■ Extracted records:

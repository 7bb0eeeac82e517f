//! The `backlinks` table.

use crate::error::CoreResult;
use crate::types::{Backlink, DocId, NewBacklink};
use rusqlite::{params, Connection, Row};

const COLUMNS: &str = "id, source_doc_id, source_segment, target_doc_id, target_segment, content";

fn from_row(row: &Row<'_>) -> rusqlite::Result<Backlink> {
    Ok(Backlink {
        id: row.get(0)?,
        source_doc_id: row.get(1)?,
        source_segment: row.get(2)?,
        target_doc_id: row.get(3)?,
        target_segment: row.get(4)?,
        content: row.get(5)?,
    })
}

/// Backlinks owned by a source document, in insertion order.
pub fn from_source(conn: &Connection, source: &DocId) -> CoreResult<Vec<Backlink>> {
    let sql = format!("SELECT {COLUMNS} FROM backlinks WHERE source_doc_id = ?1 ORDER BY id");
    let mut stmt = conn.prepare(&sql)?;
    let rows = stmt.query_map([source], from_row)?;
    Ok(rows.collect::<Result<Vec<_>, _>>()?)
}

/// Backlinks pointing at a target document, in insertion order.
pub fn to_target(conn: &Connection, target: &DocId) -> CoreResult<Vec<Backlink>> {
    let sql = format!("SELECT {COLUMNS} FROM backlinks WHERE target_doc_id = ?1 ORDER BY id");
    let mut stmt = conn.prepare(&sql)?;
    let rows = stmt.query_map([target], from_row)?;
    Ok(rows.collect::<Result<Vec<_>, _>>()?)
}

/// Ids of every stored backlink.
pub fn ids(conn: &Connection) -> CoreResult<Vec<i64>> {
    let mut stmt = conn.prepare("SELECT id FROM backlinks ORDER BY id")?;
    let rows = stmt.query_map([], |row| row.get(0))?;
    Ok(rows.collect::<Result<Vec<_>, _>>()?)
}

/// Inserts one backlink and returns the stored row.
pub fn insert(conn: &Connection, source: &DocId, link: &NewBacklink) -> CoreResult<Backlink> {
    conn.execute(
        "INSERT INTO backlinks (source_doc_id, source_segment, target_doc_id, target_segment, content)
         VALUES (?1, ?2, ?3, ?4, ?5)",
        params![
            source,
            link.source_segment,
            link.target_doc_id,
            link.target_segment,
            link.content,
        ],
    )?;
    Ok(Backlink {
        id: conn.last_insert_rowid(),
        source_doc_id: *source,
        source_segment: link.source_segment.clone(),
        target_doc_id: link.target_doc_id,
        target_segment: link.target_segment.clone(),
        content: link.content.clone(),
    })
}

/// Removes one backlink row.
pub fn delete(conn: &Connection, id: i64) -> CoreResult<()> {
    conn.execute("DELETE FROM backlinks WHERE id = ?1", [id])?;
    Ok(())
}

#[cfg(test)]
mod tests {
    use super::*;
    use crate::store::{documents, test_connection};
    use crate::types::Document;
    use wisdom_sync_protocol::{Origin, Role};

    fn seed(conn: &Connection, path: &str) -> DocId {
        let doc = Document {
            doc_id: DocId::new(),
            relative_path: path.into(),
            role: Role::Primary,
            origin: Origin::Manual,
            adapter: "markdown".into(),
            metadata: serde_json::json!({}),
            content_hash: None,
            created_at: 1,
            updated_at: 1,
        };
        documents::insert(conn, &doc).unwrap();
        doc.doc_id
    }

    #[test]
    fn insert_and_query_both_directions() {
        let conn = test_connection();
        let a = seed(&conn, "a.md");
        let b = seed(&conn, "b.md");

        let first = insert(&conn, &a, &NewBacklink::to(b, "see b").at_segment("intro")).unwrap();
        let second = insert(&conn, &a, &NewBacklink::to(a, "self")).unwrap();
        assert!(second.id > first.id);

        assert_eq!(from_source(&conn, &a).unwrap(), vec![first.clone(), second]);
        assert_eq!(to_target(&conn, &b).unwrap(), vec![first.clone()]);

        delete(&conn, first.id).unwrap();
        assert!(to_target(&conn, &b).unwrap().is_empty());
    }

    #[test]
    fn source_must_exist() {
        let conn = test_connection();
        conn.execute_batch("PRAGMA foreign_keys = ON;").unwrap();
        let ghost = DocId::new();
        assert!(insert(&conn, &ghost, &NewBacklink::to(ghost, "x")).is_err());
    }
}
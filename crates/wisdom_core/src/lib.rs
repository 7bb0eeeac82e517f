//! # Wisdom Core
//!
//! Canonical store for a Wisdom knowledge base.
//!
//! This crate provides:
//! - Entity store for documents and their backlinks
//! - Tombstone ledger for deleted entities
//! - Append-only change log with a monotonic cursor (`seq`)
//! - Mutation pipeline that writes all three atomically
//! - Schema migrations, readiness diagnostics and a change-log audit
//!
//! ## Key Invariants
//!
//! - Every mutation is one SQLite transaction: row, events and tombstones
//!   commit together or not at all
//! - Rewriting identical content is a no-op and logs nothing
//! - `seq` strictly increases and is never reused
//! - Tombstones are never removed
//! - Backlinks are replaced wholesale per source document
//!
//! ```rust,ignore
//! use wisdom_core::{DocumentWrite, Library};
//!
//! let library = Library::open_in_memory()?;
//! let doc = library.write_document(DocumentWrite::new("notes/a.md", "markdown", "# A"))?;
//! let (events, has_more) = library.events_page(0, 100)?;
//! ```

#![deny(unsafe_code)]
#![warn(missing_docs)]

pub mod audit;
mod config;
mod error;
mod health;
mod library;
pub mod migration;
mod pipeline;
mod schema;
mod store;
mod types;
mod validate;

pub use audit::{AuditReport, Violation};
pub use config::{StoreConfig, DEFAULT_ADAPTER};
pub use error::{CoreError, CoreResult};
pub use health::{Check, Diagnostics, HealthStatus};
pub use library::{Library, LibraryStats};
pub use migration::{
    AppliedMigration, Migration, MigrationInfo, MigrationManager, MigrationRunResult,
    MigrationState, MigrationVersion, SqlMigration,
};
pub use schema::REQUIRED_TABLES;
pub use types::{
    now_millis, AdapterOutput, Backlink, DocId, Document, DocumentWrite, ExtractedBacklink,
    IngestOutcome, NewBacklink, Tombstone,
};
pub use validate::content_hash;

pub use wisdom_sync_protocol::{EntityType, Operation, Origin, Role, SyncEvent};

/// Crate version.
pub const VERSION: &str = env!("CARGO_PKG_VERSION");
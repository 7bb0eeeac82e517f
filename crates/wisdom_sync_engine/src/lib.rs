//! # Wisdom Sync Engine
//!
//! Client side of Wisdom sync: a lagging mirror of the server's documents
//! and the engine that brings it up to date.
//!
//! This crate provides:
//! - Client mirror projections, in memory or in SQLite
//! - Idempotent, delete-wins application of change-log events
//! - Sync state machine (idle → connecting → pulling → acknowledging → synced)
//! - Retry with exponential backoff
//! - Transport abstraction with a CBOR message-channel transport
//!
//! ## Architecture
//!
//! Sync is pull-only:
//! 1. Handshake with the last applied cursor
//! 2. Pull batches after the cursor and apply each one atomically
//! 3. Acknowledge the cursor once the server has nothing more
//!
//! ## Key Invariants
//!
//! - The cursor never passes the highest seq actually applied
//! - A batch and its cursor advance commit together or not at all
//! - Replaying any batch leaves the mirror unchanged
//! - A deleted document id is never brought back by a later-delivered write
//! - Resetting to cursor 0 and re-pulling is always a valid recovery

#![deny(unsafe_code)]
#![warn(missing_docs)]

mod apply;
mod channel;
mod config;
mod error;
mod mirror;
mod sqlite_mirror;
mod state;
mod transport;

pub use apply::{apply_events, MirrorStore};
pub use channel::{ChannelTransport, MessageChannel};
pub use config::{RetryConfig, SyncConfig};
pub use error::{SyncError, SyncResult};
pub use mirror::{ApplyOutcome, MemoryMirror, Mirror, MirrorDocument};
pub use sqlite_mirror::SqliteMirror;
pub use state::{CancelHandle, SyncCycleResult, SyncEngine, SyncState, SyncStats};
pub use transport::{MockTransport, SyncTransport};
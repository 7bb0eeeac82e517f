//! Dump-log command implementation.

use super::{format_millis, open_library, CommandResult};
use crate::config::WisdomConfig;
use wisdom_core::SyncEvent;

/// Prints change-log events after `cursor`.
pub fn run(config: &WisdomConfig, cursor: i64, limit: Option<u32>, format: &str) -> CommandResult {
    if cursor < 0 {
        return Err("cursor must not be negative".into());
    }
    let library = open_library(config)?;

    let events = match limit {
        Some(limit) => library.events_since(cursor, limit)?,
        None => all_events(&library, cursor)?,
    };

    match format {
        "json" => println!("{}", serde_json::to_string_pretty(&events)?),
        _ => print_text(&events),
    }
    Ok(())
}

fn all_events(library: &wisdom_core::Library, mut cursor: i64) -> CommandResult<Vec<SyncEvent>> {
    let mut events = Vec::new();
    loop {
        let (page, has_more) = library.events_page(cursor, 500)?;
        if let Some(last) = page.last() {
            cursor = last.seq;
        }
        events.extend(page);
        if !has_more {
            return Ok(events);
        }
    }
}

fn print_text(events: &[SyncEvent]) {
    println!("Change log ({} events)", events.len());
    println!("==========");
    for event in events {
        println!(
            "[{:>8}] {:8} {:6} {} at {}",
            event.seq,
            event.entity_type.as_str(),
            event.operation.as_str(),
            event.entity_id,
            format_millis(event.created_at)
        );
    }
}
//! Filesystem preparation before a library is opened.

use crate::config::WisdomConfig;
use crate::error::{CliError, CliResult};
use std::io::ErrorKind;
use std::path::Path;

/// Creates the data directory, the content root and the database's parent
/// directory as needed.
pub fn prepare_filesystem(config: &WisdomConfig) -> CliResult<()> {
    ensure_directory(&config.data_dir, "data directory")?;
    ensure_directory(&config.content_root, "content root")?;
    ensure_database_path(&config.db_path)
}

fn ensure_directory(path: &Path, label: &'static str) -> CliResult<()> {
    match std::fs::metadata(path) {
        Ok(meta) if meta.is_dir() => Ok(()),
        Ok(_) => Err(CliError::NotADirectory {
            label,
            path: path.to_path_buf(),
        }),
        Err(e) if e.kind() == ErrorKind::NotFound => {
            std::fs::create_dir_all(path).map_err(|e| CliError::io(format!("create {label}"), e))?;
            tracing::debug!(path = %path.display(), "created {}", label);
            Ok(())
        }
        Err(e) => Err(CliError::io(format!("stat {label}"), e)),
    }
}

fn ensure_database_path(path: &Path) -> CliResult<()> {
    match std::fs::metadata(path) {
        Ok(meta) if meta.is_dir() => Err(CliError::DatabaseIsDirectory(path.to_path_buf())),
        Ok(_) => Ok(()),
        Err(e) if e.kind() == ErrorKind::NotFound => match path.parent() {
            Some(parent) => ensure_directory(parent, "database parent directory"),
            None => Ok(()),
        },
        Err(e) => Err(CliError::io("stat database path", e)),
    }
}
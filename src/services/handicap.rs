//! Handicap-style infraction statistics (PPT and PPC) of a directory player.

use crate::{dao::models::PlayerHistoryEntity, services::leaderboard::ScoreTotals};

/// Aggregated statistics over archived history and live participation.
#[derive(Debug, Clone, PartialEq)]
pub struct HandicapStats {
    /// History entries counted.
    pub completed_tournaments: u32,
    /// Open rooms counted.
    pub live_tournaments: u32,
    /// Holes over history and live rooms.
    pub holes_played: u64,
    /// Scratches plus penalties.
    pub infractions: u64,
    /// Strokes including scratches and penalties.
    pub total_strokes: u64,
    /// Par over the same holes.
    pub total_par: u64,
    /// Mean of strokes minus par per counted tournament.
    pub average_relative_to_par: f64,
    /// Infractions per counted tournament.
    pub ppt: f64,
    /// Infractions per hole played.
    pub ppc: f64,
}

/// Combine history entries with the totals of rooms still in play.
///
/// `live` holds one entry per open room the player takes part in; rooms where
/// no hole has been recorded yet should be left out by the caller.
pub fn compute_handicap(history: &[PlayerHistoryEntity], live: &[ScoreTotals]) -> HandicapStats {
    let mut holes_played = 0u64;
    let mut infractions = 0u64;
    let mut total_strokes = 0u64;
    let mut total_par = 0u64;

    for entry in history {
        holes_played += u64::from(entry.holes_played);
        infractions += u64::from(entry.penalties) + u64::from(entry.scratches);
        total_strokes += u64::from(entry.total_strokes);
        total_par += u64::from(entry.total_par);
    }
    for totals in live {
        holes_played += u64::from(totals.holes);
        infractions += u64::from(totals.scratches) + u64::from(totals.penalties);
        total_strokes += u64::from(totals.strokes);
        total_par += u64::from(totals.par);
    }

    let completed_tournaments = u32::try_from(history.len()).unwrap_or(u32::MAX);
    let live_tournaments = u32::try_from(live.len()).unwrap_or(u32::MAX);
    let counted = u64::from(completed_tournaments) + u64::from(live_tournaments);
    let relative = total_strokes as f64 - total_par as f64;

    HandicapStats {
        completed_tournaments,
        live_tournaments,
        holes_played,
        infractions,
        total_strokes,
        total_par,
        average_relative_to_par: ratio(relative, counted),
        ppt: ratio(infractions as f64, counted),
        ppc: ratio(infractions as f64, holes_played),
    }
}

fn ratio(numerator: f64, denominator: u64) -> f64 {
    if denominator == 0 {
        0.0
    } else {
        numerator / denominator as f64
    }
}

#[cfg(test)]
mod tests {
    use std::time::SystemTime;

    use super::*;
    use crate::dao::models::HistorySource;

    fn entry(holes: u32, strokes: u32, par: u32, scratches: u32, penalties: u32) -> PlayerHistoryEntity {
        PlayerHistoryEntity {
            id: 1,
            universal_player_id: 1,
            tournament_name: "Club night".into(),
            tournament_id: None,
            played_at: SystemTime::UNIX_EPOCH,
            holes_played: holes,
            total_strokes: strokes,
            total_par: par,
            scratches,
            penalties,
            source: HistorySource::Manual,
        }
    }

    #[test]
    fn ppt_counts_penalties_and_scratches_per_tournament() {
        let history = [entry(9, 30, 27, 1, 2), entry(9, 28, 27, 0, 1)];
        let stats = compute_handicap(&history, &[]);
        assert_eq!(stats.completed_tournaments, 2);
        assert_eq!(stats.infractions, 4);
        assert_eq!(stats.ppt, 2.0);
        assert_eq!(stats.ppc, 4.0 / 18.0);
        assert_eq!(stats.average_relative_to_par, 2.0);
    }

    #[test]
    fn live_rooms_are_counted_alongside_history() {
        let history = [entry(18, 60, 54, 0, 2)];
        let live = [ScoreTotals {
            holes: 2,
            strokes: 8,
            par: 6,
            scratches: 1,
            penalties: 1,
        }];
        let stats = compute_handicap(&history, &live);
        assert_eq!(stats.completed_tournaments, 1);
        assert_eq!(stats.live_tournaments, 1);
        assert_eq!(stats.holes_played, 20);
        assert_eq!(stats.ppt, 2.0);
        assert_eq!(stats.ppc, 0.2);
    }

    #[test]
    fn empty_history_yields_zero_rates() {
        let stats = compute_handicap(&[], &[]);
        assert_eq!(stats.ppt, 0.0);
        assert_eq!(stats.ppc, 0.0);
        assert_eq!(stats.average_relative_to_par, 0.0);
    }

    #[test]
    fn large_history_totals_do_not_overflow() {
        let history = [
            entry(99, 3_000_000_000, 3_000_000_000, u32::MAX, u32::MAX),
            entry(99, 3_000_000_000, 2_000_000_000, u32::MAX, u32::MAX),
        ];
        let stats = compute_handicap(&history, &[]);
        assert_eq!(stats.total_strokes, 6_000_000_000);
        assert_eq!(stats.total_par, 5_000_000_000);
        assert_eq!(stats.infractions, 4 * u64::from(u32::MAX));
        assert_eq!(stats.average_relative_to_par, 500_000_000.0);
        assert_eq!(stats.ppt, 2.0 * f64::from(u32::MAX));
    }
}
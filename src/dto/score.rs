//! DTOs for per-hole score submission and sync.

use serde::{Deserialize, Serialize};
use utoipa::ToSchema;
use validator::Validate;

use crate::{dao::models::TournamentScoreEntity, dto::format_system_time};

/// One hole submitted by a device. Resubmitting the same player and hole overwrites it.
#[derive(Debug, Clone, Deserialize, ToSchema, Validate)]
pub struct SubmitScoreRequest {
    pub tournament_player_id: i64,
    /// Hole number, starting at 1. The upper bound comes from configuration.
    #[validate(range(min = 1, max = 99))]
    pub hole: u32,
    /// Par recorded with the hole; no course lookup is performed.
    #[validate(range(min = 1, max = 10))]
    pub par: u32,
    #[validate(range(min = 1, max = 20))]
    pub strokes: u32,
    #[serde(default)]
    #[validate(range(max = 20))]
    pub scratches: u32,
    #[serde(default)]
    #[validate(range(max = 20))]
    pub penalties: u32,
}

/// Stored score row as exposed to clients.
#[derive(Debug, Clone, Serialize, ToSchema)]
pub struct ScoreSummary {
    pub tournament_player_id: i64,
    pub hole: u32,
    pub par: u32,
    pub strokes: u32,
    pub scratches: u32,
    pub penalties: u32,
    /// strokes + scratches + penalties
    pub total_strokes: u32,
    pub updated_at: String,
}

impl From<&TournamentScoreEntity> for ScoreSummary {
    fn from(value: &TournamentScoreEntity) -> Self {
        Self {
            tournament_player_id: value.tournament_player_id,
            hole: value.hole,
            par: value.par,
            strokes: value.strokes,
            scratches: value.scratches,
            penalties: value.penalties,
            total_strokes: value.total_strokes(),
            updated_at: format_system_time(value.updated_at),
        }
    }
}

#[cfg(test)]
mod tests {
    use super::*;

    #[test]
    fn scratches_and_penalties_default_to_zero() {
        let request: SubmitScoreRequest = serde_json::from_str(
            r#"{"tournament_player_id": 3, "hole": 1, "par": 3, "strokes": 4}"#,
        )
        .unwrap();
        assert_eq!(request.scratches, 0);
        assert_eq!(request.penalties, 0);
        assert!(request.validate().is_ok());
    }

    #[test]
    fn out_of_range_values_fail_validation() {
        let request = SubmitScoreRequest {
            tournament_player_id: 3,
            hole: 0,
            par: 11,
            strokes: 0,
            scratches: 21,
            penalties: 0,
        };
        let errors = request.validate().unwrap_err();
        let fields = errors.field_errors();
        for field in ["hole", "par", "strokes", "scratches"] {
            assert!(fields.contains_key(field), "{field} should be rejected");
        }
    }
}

■ AIM OF THE EXERCISE:
Of the lines in the data above, some may include the word "health"; state how many, with no added words.

■ EXPECTED OUTPUT:
2